Ben Stokes, seemingly rejuvenated on this tour, walked off clutching his left hamstring, and as the hosts piled on a mountain of runs, questions about his viability as an all-rounder swirled.
Stokes busted a gut to get fit after tearing the same hamstring during the Hundred in the summer; an injury serious enough to miss the entire three-match series against Sri Lanka and then make a belated, subdued return in Pakistan. But back in the country of his birth, where a restorative series victory has been secured, the 33-year-old has been operating as a fully fledged fourth seamer and smiling widely with it.

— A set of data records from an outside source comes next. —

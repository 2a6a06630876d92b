//! Configuration management for the Marquee server.
//!
//! Loads configuration from environment variables with sensible defaults.

use marquee_engine::holds::HoldPolicy;
use marquee_engine::orders::CoordinatorConfig;
use marquee_engine::pricing::LoyaltyPolicy;
use marquee_core::types::Money;
use serde::{Deserialize, Serialize};
use std::env;
use std::str::FromStr;
use std::time::Duration;
use thiserror::Error;

/// Application configuration loaded from environment variables.
#[derive(Debug, Clone, Serialize, Deserialize)]
pub struct Config {
    /// HTTP server configuration
    pub server: ServerConfig,
    /// Seat hold configuration
    pub holds: HoldsConfig,
    /// Loyalty redemption configuration
    pub loyalty: LoyaltyConfig,
    /// Payment gateway configuration
    pub gateway: GatewayConfig,
    /// Order store configuration
    pub orders: OrderStoreConfig,
    /// WebSocket configuration
    pub websocket: WebSocketConfig,
    /// JSON catalog seed; demo data is used when unset
    pub catalog_seed_path: Option<String>,
}

/// Server configuration
#[derive(Debug, Clone, Serialize, Deserialize)]
pub struct ServerConfig {
    /// Host to bind to
    pub host: String,
    /// Port to bind to
    pub port: u16,
    /// Log level (trace, debug, info, warn, error)
    pub log_level: String,
    /// Metrics server host (for Prometheus scraping)
    pub metrics_host: String,
    /// Metrics server port
    pub metrics_port: u16,
    /// Graceful shutdown timeout in seconds
    pub shutdown_timeout: u64,
}

/// Seat hold configuration
#[derive(Debug, Clone, Serialize, Deserialize)]
pub struct HoldsConfig {
    /// Hold lifetime in seconds
    pub hold_duration_secs: u64,
    /// Largest seat set per session
    pub max_seats_per_session: usize,
    /// Expiry sweep period in milliseconds
    pub sweep_interval_ms: u64,
    /// Per-showtime notification buffer
    pub bus_channel_capacity: usize,
}

/// Loyalty redemption configuration
#[derive(Debug, Clone, Serialize, Deserialize)]
pub struct LoyaltyConfig {
    /// Money value of one point
    pub point_value: u64,
    /// Smallest redeemable number of points
    pub min_redeem_points: u64,
}

/// Payment gateway configuration
#[derive(Debug, Clone, Serialize, Deserialize)]
pub struct GatewayConfig {
    /// Base URL of the hosted payment page
    pub redirect_base_url: String,
    /// Payment creation timeout in milliseconds
    pub timeout_ms: u64,
}

/// Where orders are stored.
#[derive(Debug, Clone, Copy, PartialEq, Eq, Serialize, Deserialize)]
#[serde(rename_all = "lowercase")]
pub enum OrderStoreKind {
    /// Process memory; lost on restart
    Memory,
    /// `PostgreSQL`
    Postgres,
}

impl FromStr for OrderStoreKind {
    type Err = ConfigError;

    fn from_str(s: &str) -> Result<Self, Self::Err> {
        match s.trim().to_ascii_lowercase().as_str() {
            "memory" => Ok(Self::Memory),
            "postgres" => Ok(Self::Postgres),
            other => Err(ConfigError::Invalid(format!(
                "ORDER_STORE must be memory or postgres, got {other}"
            ))),
        }
    }
}

/// Order store configuration
#[derive(Debug, Clone, Serialize, Deserialize)]
pub struct OrderStoreConfig {
    /// Backend
    pub kind: OrderStoreKind,
    /// `PostgreSQL` connection URL
    pub database_url: Option<String>,
    /// Maximum number of connections in the pool
    pub max_connections: u32,
    /// Connection timeout in seconds
    pub connect_timeout: u64,
}

/// WebSocket configuration
#[derive(Debug, Clone, Serialize, Deserialize)]
pub struct WebSocketConfig {
    /// Maximum concurrent connections
    pub max_connections: usize,
    /// Keep-alive ping period in seconds
    pub ping_interval_secs: u64,
    /// Connections silent this long are closed
    pub idle_timeout_secs: u64,
}

/// Configuration errors.
#[derive(Debug, Error, PartialEq, Eq)]
pub enum ConfigError {
    /// A value or combination of values is unusable
    #[error("invalid configuration: {0}")]
    Invalid(String),
}

fn var_or<T: FromStr>(name: &str, default: T) -> T {
    env::var(name)
        .ok()
        .and_then(|s| s.parse().ok())
        .unwrap_or(default)
}

impl Config {
    /// Load configuration from environment variables.
    ///
    /// Unparseable values fall back to their defaults.
    #[must_use]
    pub fn from_env() -> Self {
        Self {
            server: ServerConfig {
                host: env::var("HOST").unwrap_or_else(|_| "0.0.0.0".to_string()),
                port: var_or("PORT", 8080),
                log_level: env::var("RUST_LOG").unwrap_or_else(|_| "info".to_string()),
                metrics_host: env::var("METRICS_HOST").unwrap_or_else(|_| "0.0.0.0".to_string()),
                metrics_port: var_or("METRICS_PORT", 9090),
                shutdown_timeout: var_or("SHUTDOWN_TIMEOUT", 30),
            },
            holds: HoldsConfig {
                hold_duration_secs: var_or("HOLD_DURATION_SECS", 300),
                max_seats_per_session: var_or("MAX_SEATS_PER_SESSION", 8),
                sweep_interval_ms: var_or("SWEEP_INTERVAL_MS", 1000),
                bus_channel_capacity: var_or(
                    "BUS_CHANNEL_CAPACITY",
                    marquee_engine::bus::DEFAULT_CHANNEL_CAPACITY,
                ),
            },
            loyalty: LoyaltyConfig {
                point_value: var_or("LOYALTY_POINT_VALUE", 1000),
                min_redeem_points: var_or("LOYALTY_MIN_REDEEM_POINTS", 20),
            },
            gateway: GatewayConfig {
                redirect_base_url: env::var("GATEWAY_REDIRECT_BASE_URL")
                    .unwrap_or_else(|_| "http://localhost:8080/mock-gateway".to_string()),
                timeout_ms: var_or("GATEWAY_TIMEOUT_MS", 10_000),
            },
            orders: OrderStoreConfig {
                kind: var_or("ORDER_STORE", OrderStoreKind::Memory),
                database_url: env::var("DATABASE_URL").ok(),
                max_connections: var_or("DATABASE_MAX_CONNECTIONS", 10),
                connect_timeout: var_or("DATABASE_CONNECT_TIMEOUT", 30),
            },
            websocket: WebSocketConfig {
                max_connections: var_or("WS_MAX_CONNECTIONS", 1000),
                ping_interval_secs: var_or("WS_PING_INTERVAL_SECS", 30),
                idle_timeout_secs: var_or("WS_IDLE_TIMEOUT_SECS", 300),
            },
            catalog_seed_path: env::var("CATALOG_SEED_PATH").ok(),
        }
    }

    /// Check for values the server cannot run with.
    ///
    /// # Errors
    ///
    /// Returns [`ConfigError::Invalid`] naming the first problem found.
    pub fn validate(&self) -> Result<(), ConfigError> {
        if self.holds.hold_duration_secs == 0 {
            return Err(ConfigError::Invalid("HOLD_DURATION_SECS must be positive".into()));
        }
        if self.holds.max_seats_per_session == 0 {
            return Err(ConfigError::Invalid("MAX_SEATS_PER_SESSION must be positive".into()));
        }
        if self.holds.sweep_interval_ms == 0 {
            return Err(ConfigError::Invalid("SWEEP_INTERVAL_MS must be positive".into()));
        }
        if self.holds.bus_channel_capacity == 0 {
            return Err(ConfigError::Invalid("BUS_CHANNEL_CAPACITY must be positive".into()));
        }
        if self.loyalty.point_value == 0 {
            return Err(ConfigError::Invalid("LOYALTY_POINT_VALUE must be positive".into()));
        }
        if self.gateway.timeout_ms == 0 {
            return Err(ConfigError::Invalid("GATEWAY_TIMEOUT_MS must be positive".into()));
        }
        if self.orders.kind == OrderStoreKind::Postgres && self.orders.database_url.is_none() {
            return Err(ConfigError::Invalid(
                "ORDER_STORE=postgres requires DATABASE_URL".into(),
            ));
        }
        if self.websocket.ping_interval_secs >= self.websocket.idle_timeout_secs {
            return Err(ConfigError::Invalid(
                "WS_PING_INTERVAL_SECS must be shorter than WS_IDLE_TIMEOUT_SECS".into(),
            ));
        }
        Ok(())
    }

    /// Address the HTTP server binds to
    #[must_use]
    pub fn bind_address(&self) -> String {
        format!("{}:{}", self.server.host, self.server.port)
    }

    /// Address the metrics server binds to
    #[must_use]
    pub fn metrics_address(&self) -> String {
        format!("{}:{}", self.server.metrics_host, self.server.metrics_port)
    }

    /// Hold policy in force
    #[must_use]
    pub fn hold_policy(&self) -> HoldPolicy {
        HoldPolicy {
            hold_duration: chrono::Duration::seconds(
                i64::try_from(self.holds.hold_duration_secs).unwrap_or(i64::MAX / 1000),
            ),
            max_seats_per_session: self.holds.max_seats_per_session,
        }
    }

    /// Loyalty policy in force
    #[must_use]
    pub const fn loyalty_policy(&self) -> LoyaltyPolicy {
        LoyaltyPolicy {
            point_value: Money::new(self.loyalty.point_value),
            min_redeem_points: self.loyalty.min_redeem_points,
        }
    }

    /// Coordinator tuning
    #[must_use]
    pub const fn coordinator_config(&self) -> CoordinatorConfig {
        CoordinatorConfig {
            gateway_timeout: Duration::from_millis(self.gateway.timeout_ms),
        }
    }

    /// Expiry sweep period
    #[must_use]
    pub const fn sweep_interval(&self) -> Duration {
        Duration::from_millis(self.holds.sweep_interval_ms)
    }
}

impl Default for Config {
    /// Defaults without reading the environment
    fn default() -> Self {
        Self {
            server: ServerConfig {
                host: "127.0.0.1".to_string(),
                port: 8080,
                log_level: "info".to_string(),
                metrics_host: "127.0.0.1".to_string(),
                metrics_port: 9090,
                shutdown_timeout: 30,
            },
            holds: HoldsConfig {
                hold_duration_secs: 300,
                max_seats_per_session: 8,
                sweep_interval_ms: 1000,
                bus_channel_capacity: marquee_engine::bus::DEFAULT_CHANNEL_CAPACITY,
            },
            loyalty: LoyaltyConfig {
                point_value: 1000,
                min_redeem_points: 20,
            },
            gateway: GatewayConfig {
                redirect_base_url: "http://localhost:8080/mock-gateway".to_string(),
                timeout_ms: 10_000,
            },
            orders: OrderStoreConfig {
                kind: OrderStoreKind::Memory,
                database_url: None,
                max_connections: 10,
                connect_timeout: 30,
            },
            websocket: WebSocketConfig {
                max_connections: 1000,
                ping_interval_secs: 30,
                idle_timeout_secs: 300,
            },
            catalog_seed_path: None,
        }
    }
}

Indeed, on the eve of this dead-rubber third Test, Stokes said he was "good as gold" regarding the rigours of performing the dual role. And as if to back up the point, he sent down 23 overs across just three long spells on day one; his heaviest workload in a single day of Test cricket and one where the speeds were up and the bouncers were abundant.
But as Kane Williamson marched to a 204-ball 156 that compounded England's sorry collapse to 143 all out 24 hours earlier, Stokes pulled up lame only two balls into his third over of the day. Thrashed for a straight four by Rachin Ravindra (44) and grimacing in his follow-through, Stokes instinctively reached for his upper left leg. He hobbled off the field with an angry look of "here we go again" on his face and did not reappear thereafter.